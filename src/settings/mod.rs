//! Options that shape the synthesized outbound

use serde::{Deserialize, Serialize};

/// Browser user agent sent by HTTP-like transports.
pub const DEFAULT_USER_AGENT: &str = "Mozilla/5.0 (Windows NT 10.0; Win64; x64) AppleWebKit/537.36 (KHTML, like Gecko) Chrome/92.0.4515.131 Safari/537.36";

fn default_tag() -> String {
    "proxy".to_string()
}

fn default_user_agent() -> String {
    DEFAULT_USER_AGENT.to_string()
}

fn default_fingerprint() -> String {
    "chrome".to_string()
}

/// Outbound synthesis settings.
///
/// Every field has a default, so an empty TOML document is valid:
///
/// ```toml
/// tag = "proxy"
/// allow_insecure = false
/// user_agent = "Mozilla/5.0 ..."
/// default_fingerprint = "chrome"
/// ```
#[derive(Debug, Clone, PartialEq, Eq, Serialize, Deserialize)]
#[serde(default)]
pub struct OutboundSettings {
    /// Tag of the generated outbound.
    #[serde(default = "default_tag")]
    pub tag: String,
    /// Skip certificate verification in the TLS block.
    pub allow_insecure: bool,
    #[serde(default = "default_user_agent")]
    pub user_agent: String,
    /// Client hello fingerprint used when TLS is on and the link names none.
    #[serde(default = "default_fingerprint")]
    pub default_fingerprint: String,
}

impl Default for OutboundSettings {
    fn default() -> Self {
        OutboundSettings {
            tag: default_tag(),
            allow_insecure: false,
            user_agent: default_user_agent(),
            default_fingerprint: default_fingerprint(),
        }
    }
}

impl OutboundSettings {
    /// Default settings with only the insecure flag changed.
    pub fn with_insecure(allow_insecure: bool) -> Self {
        OutboundSettings {
            allow_insecure,
            ..Default::default()
        }
    }

    /// Load settings from TOML content.
    pub fn from_toml(content: &str) -> Result<Self, toml::de::Error> {
        toml::from_str(content)
    }
}
use crate::generator::details::{details_to_str, Details};
use crate::models::xray::{InboundDetourConfig, OutboundDetourConfig};
use crate::models::GeneralConfig;
use crate::{ParseError, SynthesisError};

/// Operations every share-link protocol provides.
pub trait Protocol: Sized {
    /// Protocol name, also used as the engine protocol tag.
    fn name(&self) -> &'static str;

    /// Parse a share link.
    fn parse(link: &str) -> Result<Self, ParseError>;

    /// Ordered display pairs.
    fn details(&self) -> Details;

    /// Display pairs rendered as `label: value` lines.
    fn details_str(&self) -> String {
        details_to_str(&self.details())
    }

    fn to_general_config(&self) -> GeneralConfig;

    /// Build the engine outbound. Implementations may back-fill defaults into
    /// `self`.
    fn build_outbound(&mut self, allow_insecure: bool)
        -> Result<OutboundDetourConfig, SynthesisError>;

    /// Build the engine inbound, if the protocol has one.
    fn build_inbound(&self) -> Result<Option<InboundDetourConfig>, SynthesisError>;
}
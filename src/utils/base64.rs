use base64::alphabet;
use base64::engine::general_purpose::{self, GeneralPurpose, GeneralPurposeConfig};
use base64::engine::DecodePaddingMode;
use base64::{DecodeError, Engine as _};

/// Standard alphabet, padding optional, non-zero trailing bits tolerated.
const LENIENT: GeneralPurpose = GeneralPurpose::new(
    &alphabet::STANDARD,
    GeneralPurposeConfig::new()
        .with_decode_padding_mode(DecodePaddingMode::Indifferent)
        .with_decode_allow_trailing_bits(true),
);

/// Encodes a string to Base64 format.
pub fn base64_encode(input: &str) -> String {
    general_purpose::STANDARD.encode(input)
}

/// Decodes a Base64 string, accepting both the standard and the URL-safe
/// alphabet, with or without padding. Trailing bits of the last symbol
/// need not be zero.
///
/// # Arguments
/// * `input` - The Base64 encoded string. Surrounding whitespace is ignored.
///
/// # Returns
/// The decoded bytes, or the decoder's error if the input is not Base64.
pub fn base64_decode(input: &str) -> Result<Vec<u8>, DecodeError> {
    LENIENT.decode(url_safe_base64_reverse(input.trim()))
}

/// Decodes Base64 into a UTF-8 string.
pub fn base64_decode_string(input: &str) -> Result<String, crate::ParseError> {
    Ok(String::from_utf8(base64_decode(input)?)?)
}

/// Reverses a URL-safe Base64 string to standard Base64 format.
pub fn url_safe_base64_reverse(input: &str) -> String {
    input.replace('-', "+").replace('_', "/")
}

/// Converts a Base64 string to URL-safe Base64 format by replacing specific characters.
pub fn url_safe_base64_apply(input: &str) -> String {
    input
        .replace('+', "-")
        .replace('/', "_")
        .replace('=', "") // Remove padding
}

/// Encodes a string to URL-safe Base64 format.
pub fn url_safe_base64_encode(input: &str) -> String {
    url_safe_base64_apply(&base64_encode(input))
}
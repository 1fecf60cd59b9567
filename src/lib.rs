pub mod error;
pub mod generator;
pub mod models;
pub mod parser;
pub mod settings;
pub mod utils;

// Re-export the main record types for easier access
pub use error::{ParseError, SynthesisError};
pub use models::{GeneralConfig, Protocol, Transport, Vmess};
pub use parser::explode_vmess;
pub use settings::OutboundSettings;
pub mod base64;
pub mod net;
pub mod string;
pub mod url;

// Re-export common utilities
pub use self::base64::base64_decode;
pub use self::net::{bracket_ipv6, split_host_port};
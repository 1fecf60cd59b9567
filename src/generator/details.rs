//! Human-readable listing of a record

use crate::models::{Vmess, VMESS_PROTOCOL};
use crate::utils::string::or_none;

/// Ordered `(label, value)` pairs describing one endpoint.
pub type Details = Vec<(&'static str, String)>;

/// List a record's fields for display.
///
/// The order is fixed: identity and endpoint first, then transport-specific
/// pairs, then TLS pairs when TLS is enabled.
pub fn vmess_details(node: &Vmess) -> Details {
    let mut result: Details = vec![
        ("Protocol", VMESS_PROTOCOL.to_string()),
        ("Remark", node.remark.clone()),
        ("Network", node.network.clone()),
        ("Address", node.address.clone()),
        ("Port", node.port.clone()),
        ("UUID", node.id.clone()),
    ];

    let http_like = node.header_type == "http"
        || matches!(node.network.as_str(), "httpupgrade" | "ws" | "h2");

    if http_like {
        result.push(("Type", or_none(&node.header_type)));
        result.push(("Host", or_none(&node.host)));
        result.push(("Path", or_none(&node.path)));
    } else if node.network == "kcp" {
        result.push(("KCP Seed", node.path.clone()));
    } else if node.network == "grpc" {
        result.push(("ServiceName", node.path.clone()));
        result.push(("Authority", or_none(&node.host)));
    }

    if node.has_tls() {
        result.push(("TLS", node.tls.clone()));
        result.push(("SNI", or_none(node.server_name())));
        result.push(("ALPN", or_none(&node.alpn)));
        result.push(("Fingerprint", or_none(&node.fingerprint)));
    }

    result
}

/// Render details as one `label: value` line per pair.
pub fn details_to_str(details: &[(&'static str, String)]) -> String {
    details
        .iter()
        .map(|(label, value)| format!("{}: {}\n", label, value))
        .collect()
}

**********

• **TASK ITEM**: Once you have found every line in the listing that holds the string "const", copy each of them.

• **OUTPUT BELOW**:
pub const DEFAULT_USER_AGENT: &str = "Mozilla/5.0 (Windows NT 10.0; Win64; x64) AppleWebKit/537.36 (KHTML, like Gecko) Chrome/92.0.4515.131 Safari/537.36";
const LENIENT: GeneralPurpose = GeneralPurpose::new(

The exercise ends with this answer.